TRY IT
Write out once more the lines running from the top of the entries below to the line with "tag appended to", both ends included.

Segment Start: EXTRACTED DATA

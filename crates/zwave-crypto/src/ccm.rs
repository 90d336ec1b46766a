//! AES-128-CCM authenticated encryption for Security S2.
//!
//! S2 uses a 13-byte nonce (the SPAN output) and an 8-byte tag appended to
//! the ciphertext. The additional data covers the addressing fields so a
//! frame cannot be replayed to a different destination.

extern crate alloc;
use alloc::vec::Vec;

use aes::Aes128;
use ccm::aead::generic_array::GenericArray;
use ccm::aead::{AeadInPlace, KeyInit};
use ccm::consts::{U13, U8};
use ccm::Ccm;

use crate::CryptoError;

type Aes128Ccm = Ccm<Aes128, U8, U13>;

/// Authentication tag length appended to every S2 ciphertext.
pub const CCM_TAG_SIZE: usize = 8;
/// Nonce length produced by the SPAN generator.
pub const CCM_NONCE_SIZE: usize = 13;

/// Encrypt and authenticate; returns `ciphertext || tag(8)`.
#[must_use]
pub fn aes128_ccm_encrypt(
    key: &[u8; 16],
    nonce: &[u8; CCM_NONCE_SIZE],
    aad: &[u8],
    plaintext: &[u8],
) -> Vec<u8> {
    let cipher = Aes128Ccm::new(key.into());
    let mut buf = plaintext.to_vec();
    let tag = cipher
        .encrypt_in_place_detached(GenericArray::from_slice(nonce), aad, &mut buf)
        .expect("payload length is always within the CCM bound for a 13-byte nonce");
    buf.extend_from_slice(&tag);
    buf
}

/// Verify and decrypt `ciphertext || tag(8)`.
///
/// # Errors
///
/// [`CryptoError::InvalidLength`] if the input is shorter than the tag,
/// [`CryptoError::MacMismatch`] if authentication fails.
pub fn aes128_ccm_decrypt(
    key: &[u8; 16],
    nonce: &[u8; CCM_NONCE_SIZE],
    aad: &[u8],
    ciphertext: &[u8],
) -> Result<Vec<u8>, CryptoError> {
    if ciphertext.len() < CCM_TAG_SIZE {
        return Err(CryptoError::InvalidLength {
            expected: CCM_TAG_SIZE,
            actual: ciphertext.len(),
        });
    }
    let (body, tag) = ciphertext.split_at(ciphertext.len() - CCM_TAG_SIZE);
    let cipher = Aes128Ccm::new(key.into());
    let mut buf = body.to_vec();
    cipher
        .decrypt_in_place_detached(
            GenericArray::from_slice(nonce),
            aad,
            &mut buf,
            GenericArray::from_slice(tag),
        )
        .map_err(|_| CryptoError::MacMismatch)?;
    Ok(buf)
}


#[cfg(test)]
mod proptests {
    use super::*;
    use proptest::prelude::*;

    proptest! {
        #[test]
        fn ccm_roundtrip(
            key in any::<[u8; 16]>(),
            nonce in any::<[u8; 13]>(),
            aad in proptest::collection::vec(any::<u8>(), 0..16),
            plaintext in proptest::collection::vec(any::<u8>(), 0..128),
        ) {
            let ct = aes128_ccm_encrypt(&key, &nonce, &aad, &plaintext);
            let pt = aes128_ccm_decrypt(&key, &nonce, &aad, &ct).unwrap();
            prop_assert_eq!(pt, plaintext);
        }
    }
}
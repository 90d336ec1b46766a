//! Serial frame and message codecs for the Z-Wave host driver.
//!
//! This crate defines the two lowest protocol layers: the link-layer frame
//! codec (SOF-delimited data frames plus the single-byte ACK/NAK/CAN frames)
//! and the typed host<->controller message codec dispatched on a function
//! byte. Both layers are pure: they transform bytes and never perform I/O.

#![cfg_attr(not(feature = "std"), no_std)]

extern crate alloc;

pub mod accumulator;
pub mod checksum;
pub mod consts;
pub mod error;
pub mod frame;
pub mod message;

pub use accumulator::{FrameAccumulator, FrameEvent};
pub use checksum::frame_checksum;
pub use consts::{FunctionType, MessageType, ACK, CAN, NAK, SOF};
pub use error::{FrameError, MessageError};
pub use frame::{DataFrame, Frame};
pub use message::{Message, MessageCodec, MessagePayload};
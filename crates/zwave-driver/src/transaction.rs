//! Transactions: a scheduled send-and-wait unit.

use std::time::Duration;

use tokio::sync::oneshot;

use zwave_serial::message::payloads::UpdateType;
use zwave_serial::{FunctionType, Message, MessagePayload, MessageType};

use crate::error::TransactionFailure;

/// Scheduling priority, most urgent first. Ordering is significant: the
/// queue pops the smallest value.
#[derive(Debug, Clone, Copy, PartialEq, Eq, PartialOrd, Ord, Hash)]
pub enum Priority {
    /// Controller maintenance; preempts everything at the queue boundary.
    Controller,
    /// Interview probes.
    NodeQuery,
    /// Scheduled verification polls.
    Poll,
    Normal,
    /// Commands drained towards a node around its wake-up.
    WakeUp,
}

/// Lifecycle of a transaction.
#[derive(Debug, Clone, Copy, PartialEq, Eq)]
pub enum TransactionStage {
    Created,
    Queued,
    Sending,
    WaitingForAck,
    WaitingForResponse,
    WaitingForCallback,
    Completed,
    Failed,
}

/// Declarative predicates over inbound messages.
#[derive(Debug, Clone, PartialEq, Eq)]
pub enum MessageMatcher {
    /// A Response frame for the given function.
    ResponseFor(FunctionType),
    /// A callback Request carrying the given callback id.
    CallbackFor {
        function: FunctionType,
        callback_id: u8,
    },
    /// A terminal ApplicationUpdate for the given node (NIF received, or
    /// the request-failed marker which carries node id 0). Interim update
    /// types do not match.
    NodeUpdateFrom { node_id: u8 },
}

impl MessageMatcher {
    pub fn matches(&self, msg: &Message) -> bool {
        match self {
            MessageMatcher::ResponseFor(function) => {
                msg.msg_type == MessageType::Response && msg.function == *function
            }
            MessageMatcher::CallbackFor {
                function,
                callback_id,
            } => {
                msg.msg_type == MessageType::Request
                    && msg.function == *function
                    && msg.callback_id() == Some(*callback_id)
            }
            MessageMatcher::NodeUpdateFrom { node_id } => {
                if msg.msg_type != MessageType::Request
                    || msg.function != FunctionType::ApplicationUpdate
                {
                    return false;
                }
                match &msg.payload {
                    MessagePayload::ApplicationUpdate(update) => match update.update_type {
                        UpdateType::NodeInfoReceived => update.node_id == *node_id,
                        UpdateType::NodeInfoRequestFailed => true,
                        _ => false,
                    },
                    _ => false,
                }
            }
        }
    }
}

/// The value a finished transaction resolves to: the last relevant message
/// (callback if one was expected, else the response), or `None` for
/// ACK-only sends.
pub type TransactionResult = Result<Option<Message>, TransactionFailure>;

pub type CompletionSender = oneshot::Sender<TransactionResult>;
pub type CompletionReceiver = oneshot::Receiver<TransactionResult>;

/// A queued send-and-wait unit. Owned by the send queue while pending and
/// resolved through its completion channel.
#[derive(Debug)]
pub struct Transaction {
    pub id: u64,
    pub message: Message,
    pub priority: Priority,
    /// The node this transaction addresses, if node-addressed.
    pub target_node: Option<u8>,
    pub expected_response: Option<MessageMatcher>,
    pub expected_callback: Option<MessageMatcher>,
    /// Function-specific override of the callback timeout.
    pub callback_timeout: Option<Duration>,
    pub max_attempts: u8,
    completion: Option<CompletionSender>,
}

impl Transaction {
    pub fn new(message: Message, priority: Priority) -> (Self, CompletionReceiver) {
        let (tx, rx) = oneshot::channel();
        (
            Self {
                id: 0,
                message,
                priority,
                target_node: None,
                expected_response: None,
                expected_callback: None,
                callback_timeout: None,
                max_attempts: 1,
                completion: Some(tx),
            },
            rx,
        )
    }

    /// A transaction whose completion nobody awaits.
    pub fn fire_and_forget(message: Message, priority: Priority) -> Self {
        let (tx, _rx) = Self::new(message, priority);
        tx
    }

    pub fn with_target_node(mut self, node_id: u8) -> Self {
        self.target_node = Some(node_id);
        self
    }

    pub fn with_expected_response(mut self, matcher: MessageMatcher) -> Self {
        self.expected_response = Some(matcher);
        self
    }

    pub fn with_expected_callback(mut self, matcher: MessageMatcher) -> Self {
        self.expected_callback = Some(matcher);
        self
    }

    pub fn with_callback_timeout(mut self, timeout: Duration) -> Self {
        self.callback_timeout = Some(timeout);
        self
    }

    pub fn with_max_attempts(mut self, attempts: u8) -> Self {
        self.max_attempts = attempts.max(1);
        self
    }

    /// Resolve the completion channel. Dropped receivers are fine.
    pub fn complete(&mut self, result: TransactionResult) {
        if let Some(done) = self.completion.take() {
            let _ = done.send(result);
        }
    }
}

impl Drop for Transaction {
    fn drop(&mut self) {
        // A transaction dropped without resolution counts as cancelled.
        self.complete(Err(TransactionFailure::Cancelled));
    }
}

Segment End: EXTRACTED DATA

TASK SOLUTION
filename crates/zwave-crypto/src/ccm.rs
repository 90d336ec1b46766a
//! AES-128-CCM authenticated encryption for Security S2.
//!
//! S2 uses a 13-byte nonce (the SPAN output) and an 8-byte tag appended to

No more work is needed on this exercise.